1) They have lovingly called to break the news that your apartment is on fire
2) They have lovingly dialed your number to tell you someone has broken into your one bedroom apartment (devoid of furniture) and stolen your only chair
3) It’s rent day and you’ve yet to pay up.

At least that’s the case with my landlord. If you are on good terms with the King or Queen of your block then life in New York is a lot easier. Coming from a co-op these things are especially important. Toilet broken? If you’re a pain in the ass tenant, you will be forgotten, play nice and your plumbing will not contribute to the shit in your life.
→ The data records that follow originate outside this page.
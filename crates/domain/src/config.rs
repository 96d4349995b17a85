//! Environment-derived configuration, read once at startup and immutable
//! thereafter. No REST-configurable surface — a missing required field is a
//! `FatalConfigurationError` that aborts startup before the listener binds.

use std::collections::HashMap;

use serde::{Deserialize, Serialize};

use crate::error::{Error, Result};

#[derive(Debug, Clone)]
pub struct Config {
    pub server: ServerConfig,
    pub stt: SttConfig,
    pub llm: LlmConfig,
    pub store: StoreConfig,
    pub agent: AgentConfig,
}

#[derive(Debug, Clone)]
pub struct ServerConfig {
    pub host: String,
    pub port: u16,
}

#[derive(Debug, Clone)]
pub struct SttConfig {
    pub url: String,
    pub api_key: String,
    /// Max connection attempts before giving up and closing the session.
    pub max_reconnect_attempts: u32,
    pub reconnect_gap_ms: u64,
}

#[derive(Debug, Clone)]
pub struct LlmConfig {
    pub provider: ProviderKind,
    pub api_key: String,
    pub base_url: Option<String>,
    pub model: String,
    pub cost_table: HashMap<String, ModelPricing>,
}

#[derive(Debug, Clone, Copy, PartialEq, Eq)]
pub enum ProviderKind {
    Anthropic,
    OpenAiCompat,
}

impl ProviderKind {
    pub fn parse(s: &str) -> Result<Self> {
        match s.to_ascii_lowercase().as_str() {
            "anthropic" => Ok(ProviderKind::Anthropic),
            "openai" | "openai_compat" | "openai-compat" => Ok(ProviderKind::OpenAiCompat),
            other => Err(Error::Config(format!(
                "unknown LLM provider '{other}': expected 'anthropic' or 'openai'"
            ))),
        }
    }
}

/// Four-rate pricing table: regular input, cache-write input, cache-read
/// input, and output, each in dollars per million tokens.
#[derive(Debug, Clone, Copy, Serialize, Deserialize)]
pub struct ModelPricing {
    pub input_per_1m: f64,
    pub cache_write_per_1m: f64,
    pub cache_read_per_1m: f64,
    pub output_per_1m: f64,
}

impl ModelPricing {
    pub fn estimate_cost(&self, usage: &crate::stream::Usage) -> f64 {
        (usage.input_tokens as f64 / 1_000_000.0) * self.input_per_1m
            + (usage.cache_write_tokens as f64 / 1_000_000.0) * self.cache_write_per_1m
            + (usage.cache_read_tokens as f64 / 1_000_000.0) * self.cache_read_per_1m
            + (usage.output_tokens as f64 / 1_000_000.0) * self.output_per_1m
    }
}

#[derive(Debug, Clone)]
pub struct StoreConfig {
    pub db_path: std::path::PathBuf,
}

#[derive(Debug, Clone, Copy)]
pub struct AgentConfig {
    /// History messages loaded per invocation (spec: k ≈ 2–5).
    pub history_window: usize,
    /// Tool-calling loop cap (spec: typically 3).
    pub max_iterations: u32,
    pub turn_timeout_ms: u64,
    /// Transcript length above which an in-flight turn is interrupted.
    pub interrupt_threshold_chars: usize,
}

impl Default for AgentConfig {
    fn default() -> Self {
        Self {
            history_window: 4,
            max_iterations: 3,
            turn_timeout_ms: 30_000,
            interrupt_threshold_chars: 5,
        }
    }
}

fn env_var(name: &str) -> Result<String> {
    std::env::var(name).map_err(|_| Error::Config(format!("missing required env var {name}")))
}

fn env_var_or(name: &str, default: &str) -> String {
    std::env::var(name).unwrap_or_else(|_| default.to_string())
}

impl Config {
    /// Load configuration from the process environment. Fails fast with a
    /// `Config` error (mapped to `FatalConfigurationError` by the caller)
    /// when a required variable is absent.
    pub fn from_env() -> Result<Self> {
        let server = ServerConfig {
            host: env_var_or("VA_HOST", "0.0.0.0"),
            port: env_var_or("VA_PORT", "8080")
                .parse()
                .map_err(|e| Error::Config(format!("VA_PORT: {e}")))?,
        };

        let stt = SttConfig {
            url: env_var("VA_STT_URL")?,
            api_key: env_var("VA_STT_API_KEY")?,
            max_reconnect_attempts: 3,
            reconnect_gap_ms: 500,
        };

        let provider = ProviderKind::parse(&env_var_or("VA_LLM_PROVIDER", "anthropic"))?;
        let llm = LlmConfig {
            provider,
            api_key: env_var("VA_LLM_API_KEY")?,
            base_url: std::env::var("VA_LLM_BASE_URL").ok(),
            model: env_var_or("VA_LLM_MODEL", default_model(provider)),
            cost_table: load_cost_table(std::env::var("VA_COST_TABLE_PATH").ok())?,
        };

        let store = StoreConfig {
            db_path: env_var_or("VA_DB_PATH", "./data").into(),
        };

        Ok(Config {
            server,
            stt,
            llm,
            store,
            agent: AgentConfig::default(),
        })
    }
}

fn default_model(provider: ProviderKind) -> &'static str {
    match provider {
        ProviderKind::Anthropic => "claude-sonnet-4-5-20250929",
        ProviderKind::OpenAiCompat => "gpt-4o",
    }
}

fn load_cost_table(path: Option<String>) -> Result<HashMap<String, ModelPricing>> {
    let mut table = default_cost_table();
    if let Some(path) = path {
        let text = std::fs::read_to_string(&path)?;
        let overrides: HashMap<String, ModelPricing> = serde_json::from_str(&text)?;
        table.extend(overrides);
    }
    Ok(table)
}

fn default_cost_table() -> HashMap<String, ModelPricing> {
    let mut m = HashMap::new();
    m.insert(
        "claude-sonnet-4-5-20250929".to_string(),
        ModelPricing {
            input_per_1m: 3.0,
            cache_write_per_1m: 3.75,
            cache_read_per_1m: 0.3,
            output_per_1m: 15.0,
        },
    );
    m.insert(
        "gpt-4o".to_string(),
        ModelPricing {
            input_per_1m: 2.5,
            cache_write_per_1m: 2.5,
            cache_read_per_1m: 1.25,
            output_per_1m: 10.0,
        },
    );
    m
}

#[cfg(test)]
mod tests {
    use super::*;

    #[test]
    fn estimate_cost_weights_all_four_rates() {
        let pricing = ModelPricing {
            input_per_1m: 1.0,
            cache_write_per_1m: 2.0,
            cache_read_per_1m: 0.5,
            output_per_1m: 4.0,
        };
        let usage = crate::stream::Usage {
            input_tokens: 1_000_000,
            output_tokens: 1_000_000,
            cache_read_tokens: 1_000_000,
            cache_write_tokens: 1_000_000,
        };
        let cost = pricing.estimate_cost(&usage);
        assert!((cost - 7.5).abs() < 1e-9);
    }

    #[test]
    fn provider_kind_parses_known_aliases() {
        assert_eq!(ProviderKind::parse("anthropic").unwrap(), ProviderKind::Anthropic);
        assert_eq!(ProviderKind::parse("openai").unwrap(), ProviderKind::OpenAiCompat);
        assert_eq!(ProviderKind::parse("OPENAI-COMPAT").unwrap(), ProviderKind::OpenAiCompat);
    }

    #[test]
    fn provider_kind_rejects_unknown() {
        assert!(ProviderKind::parse("bedrock").is_err());
    }

    #[test]
    fn default_cost_table_has_entries_for_default_models() {
        let table = default_cost_table();
        assert!(table.contains_key("claude-sonnet-4-5-20250929"));
        assert!(table.contains_key("gpt-4o"));
    }
}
So when my landlord called today and left a message I got a little freaked out. Was my apartment on fire? Did someone steal my one fold-up chair (that actually isn’t even mine but borrowed from my ex)? Could she be calling about the rent that I have yet to scrounge? Better just face the music, call back, call back and suffer the consequences. I’m a survivor damn it!

I quickly dialed her number, no answer. Dear Lord it’s a fire, she’s on the street helping put it out, taking the charred remains of the fold up, shaking her head and thanking the Lord no one was hurt. Don’t be silly I tell myself, she’s just taking a break. I call again, ‘Hello’.

Turns out a package arrived for me from my folks back home. Seeing I was out all day, the Matriarch of the building signed for me and is currently holding it within the safe confines of her apartment. Ah, Sugar Hill you just can’t beat it.